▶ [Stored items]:
============================================================
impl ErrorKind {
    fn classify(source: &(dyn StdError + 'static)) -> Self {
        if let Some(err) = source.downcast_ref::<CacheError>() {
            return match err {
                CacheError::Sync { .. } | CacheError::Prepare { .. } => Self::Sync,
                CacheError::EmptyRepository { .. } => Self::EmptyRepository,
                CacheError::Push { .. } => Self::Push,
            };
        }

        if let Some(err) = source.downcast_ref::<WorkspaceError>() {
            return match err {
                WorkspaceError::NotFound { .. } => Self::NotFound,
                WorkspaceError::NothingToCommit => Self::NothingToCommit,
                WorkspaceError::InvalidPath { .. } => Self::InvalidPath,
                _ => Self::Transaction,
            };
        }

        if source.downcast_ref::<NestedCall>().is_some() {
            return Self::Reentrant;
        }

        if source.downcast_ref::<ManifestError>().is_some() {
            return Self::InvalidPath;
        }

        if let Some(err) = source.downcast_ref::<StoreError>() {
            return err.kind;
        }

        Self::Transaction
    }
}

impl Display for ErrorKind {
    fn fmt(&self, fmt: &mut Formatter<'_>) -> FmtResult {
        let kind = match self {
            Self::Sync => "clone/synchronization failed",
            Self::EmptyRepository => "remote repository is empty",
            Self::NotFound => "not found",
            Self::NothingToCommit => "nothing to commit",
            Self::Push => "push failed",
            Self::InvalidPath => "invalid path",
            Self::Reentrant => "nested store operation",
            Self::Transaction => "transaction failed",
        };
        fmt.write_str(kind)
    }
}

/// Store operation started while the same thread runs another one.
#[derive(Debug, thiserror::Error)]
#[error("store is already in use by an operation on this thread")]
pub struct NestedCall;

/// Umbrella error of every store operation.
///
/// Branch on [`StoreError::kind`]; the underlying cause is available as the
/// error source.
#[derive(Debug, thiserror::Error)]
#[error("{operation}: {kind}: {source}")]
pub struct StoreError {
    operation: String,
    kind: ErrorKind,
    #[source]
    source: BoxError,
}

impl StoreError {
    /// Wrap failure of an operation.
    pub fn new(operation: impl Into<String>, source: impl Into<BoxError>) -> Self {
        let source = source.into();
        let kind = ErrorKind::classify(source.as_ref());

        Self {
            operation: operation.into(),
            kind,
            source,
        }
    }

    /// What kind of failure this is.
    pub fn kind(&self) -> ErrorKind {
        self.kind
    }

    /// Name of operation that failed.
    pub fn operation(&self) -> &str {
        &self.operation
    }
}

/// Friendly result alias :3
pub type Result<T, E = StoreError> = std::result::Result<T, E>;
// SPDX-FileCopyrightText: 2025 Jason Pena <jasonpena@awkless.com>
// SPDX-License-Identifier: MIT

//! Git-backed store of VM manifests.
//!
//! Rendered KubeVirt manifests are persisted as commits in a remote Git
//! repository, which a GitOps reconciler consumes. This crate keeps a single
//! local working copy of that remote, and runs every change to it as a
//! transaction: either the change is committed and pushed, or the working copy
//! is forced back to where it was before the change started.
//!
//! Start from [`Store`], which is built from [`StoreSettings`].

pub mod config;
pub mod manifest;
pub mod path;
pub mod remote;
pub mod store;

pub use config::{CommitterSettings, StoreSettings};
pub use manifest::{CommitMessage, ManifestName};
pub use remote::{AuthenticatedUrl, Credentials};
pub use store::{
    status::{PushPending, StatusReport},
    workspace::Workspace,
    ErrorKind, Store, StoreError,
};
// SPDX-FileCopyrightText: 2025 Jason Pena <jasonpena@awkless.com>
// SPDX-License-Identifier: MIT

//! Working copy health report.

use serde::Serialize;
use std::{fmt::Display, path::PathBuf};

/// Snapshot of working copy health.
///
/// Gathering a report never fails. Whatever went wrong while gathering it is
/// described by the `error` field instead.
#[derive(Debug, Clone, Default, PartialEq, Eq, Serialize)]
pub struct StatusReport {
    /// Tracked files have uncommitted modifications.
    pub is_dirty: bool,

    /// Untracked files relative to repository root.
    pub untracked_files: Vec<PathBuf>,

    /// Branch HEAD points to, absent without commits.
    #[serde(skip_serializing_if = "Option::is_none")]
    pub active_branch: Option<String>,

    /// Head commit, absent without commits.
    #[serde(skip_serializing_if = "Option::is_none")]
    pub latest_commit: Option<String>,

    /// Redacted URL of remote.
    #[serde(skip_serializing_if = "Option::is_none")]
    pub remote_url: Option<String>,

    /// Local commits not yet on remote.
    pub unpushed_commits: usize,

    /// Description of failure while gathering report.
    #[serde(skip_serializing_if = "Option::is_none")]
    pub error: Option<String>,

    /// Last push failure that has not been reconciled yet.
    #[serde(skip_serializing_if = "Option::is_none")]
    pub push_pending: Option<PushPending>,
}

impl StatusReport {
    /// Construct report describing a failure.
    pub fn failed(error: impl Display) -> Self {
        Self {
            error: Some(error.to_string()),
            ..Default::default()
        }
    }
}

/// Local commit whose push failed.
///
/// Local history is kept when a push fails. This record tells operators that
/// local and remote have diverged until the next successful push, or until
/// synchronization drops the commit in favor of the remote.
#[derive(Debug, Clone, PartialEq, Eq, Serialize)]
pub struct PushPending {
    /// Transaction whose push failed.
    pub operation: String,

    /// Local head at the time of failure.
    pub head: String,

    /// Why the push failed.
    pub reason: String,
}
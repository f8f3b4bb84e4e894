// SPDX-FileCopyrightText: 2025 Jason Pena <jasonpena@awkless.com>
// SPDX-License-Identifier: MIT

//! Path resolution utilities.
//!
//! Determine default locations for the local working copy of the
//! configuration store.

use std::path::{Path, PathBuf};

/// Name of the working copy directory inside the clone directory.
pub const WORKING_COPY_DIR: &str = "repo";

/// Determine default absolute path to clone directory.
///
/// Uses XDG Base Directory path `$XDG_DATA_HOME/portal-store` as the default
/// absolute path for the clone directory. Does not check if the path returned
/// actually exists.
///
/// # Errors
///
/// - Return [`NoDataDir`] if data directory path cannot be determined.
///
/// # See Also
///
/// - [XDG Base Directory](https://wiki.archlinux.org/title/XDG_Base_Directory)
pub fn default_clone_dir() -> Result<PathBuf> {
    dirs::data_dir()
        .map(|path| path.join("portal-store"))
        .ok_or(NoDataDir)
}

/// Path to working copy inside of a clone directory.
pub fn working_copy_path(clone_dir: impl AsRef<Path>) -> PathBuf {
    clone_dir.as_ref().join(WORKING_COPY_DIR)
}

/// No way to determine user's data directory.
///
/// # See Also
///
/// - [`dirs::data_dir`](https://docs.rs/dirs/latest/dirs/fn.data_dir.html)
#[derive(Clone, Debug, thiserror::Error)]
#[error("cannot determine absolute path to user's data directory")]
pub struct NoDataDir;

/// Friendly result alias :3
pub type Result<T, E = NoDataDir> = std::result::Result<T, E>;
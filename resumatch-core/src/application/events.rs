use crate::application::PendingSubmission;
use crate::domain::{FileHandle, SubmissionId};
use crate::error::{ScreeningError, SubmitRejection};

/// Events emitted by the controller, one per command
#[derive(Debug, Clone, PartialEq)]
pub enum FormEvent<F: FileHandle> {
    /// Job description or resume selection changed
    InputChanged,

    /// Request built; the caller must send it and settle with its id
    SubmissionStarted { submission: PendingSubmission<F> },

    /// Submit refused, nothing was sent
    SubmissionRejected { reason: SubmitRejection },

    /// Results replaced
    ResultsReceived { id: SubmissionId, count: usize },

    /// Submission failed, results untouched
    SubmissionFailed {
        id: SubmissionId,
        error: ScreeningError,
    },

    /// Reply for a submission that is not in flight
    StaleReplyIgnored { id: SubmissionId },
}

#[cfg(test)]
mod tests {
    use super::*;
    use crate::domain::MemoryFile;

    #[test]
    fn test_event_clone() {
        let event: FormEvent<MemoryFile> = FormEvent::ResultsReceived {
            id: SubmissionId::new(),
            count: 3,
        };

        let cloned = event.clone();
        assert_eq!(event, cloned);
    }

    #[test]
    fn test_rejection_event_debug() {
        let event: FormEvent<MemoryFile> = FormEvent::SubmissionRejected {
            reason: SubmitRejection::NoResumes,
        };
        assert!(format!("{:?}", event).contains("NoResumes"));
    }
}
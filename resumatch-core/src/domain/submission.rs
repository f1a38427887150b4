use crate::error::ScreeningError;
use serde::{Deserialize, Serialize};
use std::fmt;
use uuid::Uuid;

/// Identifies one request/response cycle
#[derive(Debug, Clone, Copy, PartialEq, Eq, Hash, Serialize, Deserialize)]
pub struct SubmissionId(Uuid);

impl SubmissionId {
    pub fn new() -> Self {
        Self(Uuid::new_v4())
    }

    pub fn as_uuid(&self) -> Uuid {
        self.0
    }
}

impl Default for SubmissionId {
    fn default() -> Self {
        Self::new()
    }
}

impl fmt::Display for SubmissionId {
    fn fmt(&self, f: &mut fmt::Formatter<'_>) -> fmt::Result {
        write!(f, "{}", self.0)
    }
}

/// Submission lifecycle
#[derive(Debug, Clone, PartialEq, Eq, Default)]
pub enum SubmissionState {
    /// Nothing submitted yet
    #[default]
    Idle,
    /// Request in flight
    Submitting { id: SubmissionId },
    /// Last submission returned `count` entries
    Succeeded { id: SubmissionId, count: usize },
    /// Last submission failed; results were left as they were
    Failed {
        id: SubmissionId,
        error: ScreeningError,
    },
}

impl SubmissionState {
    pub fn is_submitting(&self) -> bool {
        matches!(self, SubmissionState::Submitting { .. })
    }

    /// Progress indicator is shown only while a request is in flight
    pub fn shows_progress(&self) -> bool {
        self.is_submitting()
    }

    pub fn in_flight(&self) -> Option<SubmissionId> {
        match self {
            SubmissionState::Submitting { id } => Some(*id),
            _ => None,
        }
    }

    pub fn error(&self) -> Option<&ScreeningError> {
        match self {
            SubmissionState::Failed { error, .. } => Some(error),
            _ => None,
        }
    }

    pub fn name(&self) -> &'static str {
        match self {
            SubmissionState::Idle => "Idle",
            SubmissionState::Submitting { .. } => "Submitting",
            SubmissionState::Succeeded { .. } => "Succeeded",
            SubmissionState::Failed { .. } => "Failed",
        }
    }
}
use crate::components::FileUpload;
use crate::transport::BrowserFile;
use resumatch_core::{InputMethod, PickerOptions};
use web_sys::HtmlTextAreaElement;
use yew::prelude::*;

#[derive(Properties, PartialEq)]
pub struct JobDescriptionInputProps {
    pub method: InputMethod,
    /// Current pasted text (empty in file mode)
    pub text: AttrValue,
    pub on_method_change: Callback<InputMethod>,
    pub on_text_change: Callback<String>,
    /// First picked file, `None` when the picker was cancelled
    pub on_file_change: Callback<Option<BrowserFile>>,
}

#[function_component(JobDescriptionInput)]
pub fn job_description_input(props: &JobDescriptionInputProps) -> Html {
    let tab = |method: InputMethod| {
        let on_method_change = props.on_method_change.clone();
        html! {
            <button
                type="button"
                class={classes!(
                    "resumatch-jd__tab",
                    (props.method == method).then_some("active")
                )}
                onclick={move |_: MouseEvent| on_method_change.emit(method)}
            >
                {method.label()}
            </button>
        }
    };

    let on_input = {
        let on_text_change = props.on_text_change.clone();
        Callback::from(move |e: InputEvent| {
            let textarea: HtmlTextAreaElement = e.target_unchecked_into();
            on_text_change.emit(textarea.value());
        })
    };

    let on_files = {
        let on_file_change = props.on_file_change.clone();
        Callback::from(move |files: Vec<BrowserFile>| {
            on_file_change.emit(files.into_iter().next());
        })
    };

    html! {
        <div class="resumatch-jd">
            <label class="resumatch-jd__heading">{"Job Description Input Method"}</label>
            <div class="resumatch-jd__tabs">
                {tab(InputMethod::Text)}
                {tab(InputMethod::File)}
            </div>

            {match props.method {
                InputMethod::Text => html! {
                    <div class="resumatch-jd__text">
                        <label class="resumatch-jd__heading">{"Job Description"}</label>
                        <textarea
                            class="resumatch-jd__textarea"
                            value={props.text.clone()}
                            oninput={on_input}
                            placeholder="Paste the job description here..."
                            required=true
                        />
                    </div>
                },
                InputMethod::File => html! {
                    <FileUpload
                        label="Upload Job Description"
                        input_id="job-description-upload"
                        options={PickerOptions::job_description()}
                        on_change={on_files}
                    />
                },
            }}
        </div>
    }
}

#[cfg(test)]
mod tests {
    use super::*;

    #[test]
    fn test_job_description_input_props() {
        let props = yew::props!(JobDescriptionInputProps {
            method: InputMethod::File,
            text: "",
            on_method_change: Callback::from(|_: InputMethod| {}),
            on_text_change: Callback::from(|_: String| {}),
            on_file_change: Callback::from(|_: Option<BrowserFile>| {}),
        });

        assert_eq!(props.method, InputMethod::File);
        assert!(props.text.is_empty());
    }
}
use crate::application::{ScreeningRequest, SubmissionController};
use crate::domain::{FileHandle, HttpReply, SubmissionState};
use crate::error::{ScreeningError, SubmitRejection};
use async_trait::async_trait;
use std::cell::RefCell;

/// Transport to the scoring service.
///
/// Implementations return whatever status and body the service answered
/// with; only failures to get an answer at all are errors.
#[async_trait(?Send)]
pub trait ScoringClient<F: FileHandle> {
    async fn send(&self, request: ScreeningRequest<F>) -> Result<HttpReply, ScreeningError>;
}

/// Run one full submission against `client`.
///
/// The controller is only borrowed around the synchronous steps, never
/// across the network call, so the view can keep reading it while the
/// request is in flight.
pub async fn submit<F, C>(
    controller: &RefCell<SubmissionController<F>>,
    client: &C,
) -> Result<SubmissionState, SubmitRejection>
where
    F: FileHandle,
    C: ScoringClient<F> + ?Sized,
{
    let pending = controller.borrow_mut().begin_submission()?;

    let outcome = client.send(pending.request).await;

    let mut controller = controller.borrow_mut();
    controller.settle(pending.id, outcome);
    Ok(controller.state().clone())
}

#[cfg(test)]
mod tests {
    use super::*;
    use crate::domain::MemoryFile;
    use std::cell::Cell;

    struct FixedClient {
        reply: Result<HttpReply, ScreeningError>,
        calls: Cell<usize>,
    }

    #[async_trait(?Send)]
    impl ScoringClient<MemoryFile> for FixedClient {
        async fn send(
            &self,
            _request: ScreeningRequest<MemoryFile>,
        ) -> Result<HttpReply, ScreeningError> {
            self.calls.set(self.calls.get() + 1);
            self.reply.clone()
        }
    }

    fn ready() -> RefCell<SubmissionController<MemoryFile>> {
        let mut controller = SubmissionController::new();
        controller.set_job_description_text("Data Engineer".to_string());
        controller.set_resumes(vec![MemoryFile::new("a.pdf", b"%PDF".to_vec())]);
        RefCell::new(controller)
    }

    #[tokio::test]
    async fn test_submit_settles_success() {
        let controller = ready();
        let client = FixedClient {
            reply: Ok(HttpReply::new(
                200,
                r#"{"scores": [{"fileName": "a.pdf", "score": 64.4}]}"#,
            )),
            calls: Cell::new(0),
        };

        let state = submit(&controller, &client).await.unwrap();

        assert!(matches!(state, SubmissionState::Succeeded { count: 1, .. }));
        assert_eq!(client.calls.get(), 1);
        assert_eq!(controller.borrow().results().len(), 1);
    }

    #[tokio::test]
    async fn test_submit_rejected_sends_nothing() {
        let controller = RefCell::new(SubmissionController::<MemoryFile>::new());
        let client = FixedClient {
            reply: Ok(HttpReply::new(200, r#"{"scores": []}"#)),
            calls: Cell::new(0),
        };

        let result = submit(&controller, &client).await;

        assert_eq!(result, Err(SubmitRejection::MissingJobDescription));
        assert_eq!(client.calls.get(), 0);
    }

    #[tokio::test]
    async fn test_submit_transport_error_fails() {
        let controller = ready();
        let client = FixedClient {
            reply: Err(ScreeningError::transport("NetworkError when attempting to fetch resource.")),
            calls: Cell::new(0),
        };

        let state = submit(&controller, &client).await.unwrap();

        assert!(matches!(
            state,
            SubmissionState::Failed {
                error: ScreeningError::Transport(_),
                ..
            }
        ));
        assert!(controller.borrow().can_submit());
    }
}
============================================================
▶ [The problem]: Look at the records above. Copy every line where the string "CacheError" occurs.

▶ [Solution for this exercise]:
        if let Some(err) = source.downcast_ref::<CacheError>() {
                CacheError::Sync { .. } | CacheError::Prepare { .. } => Self::Sync,
                CacheError::EmptyRepository { .. } => Self::EmptyRepository,
                CacheError::Push { .. } => Self::Push,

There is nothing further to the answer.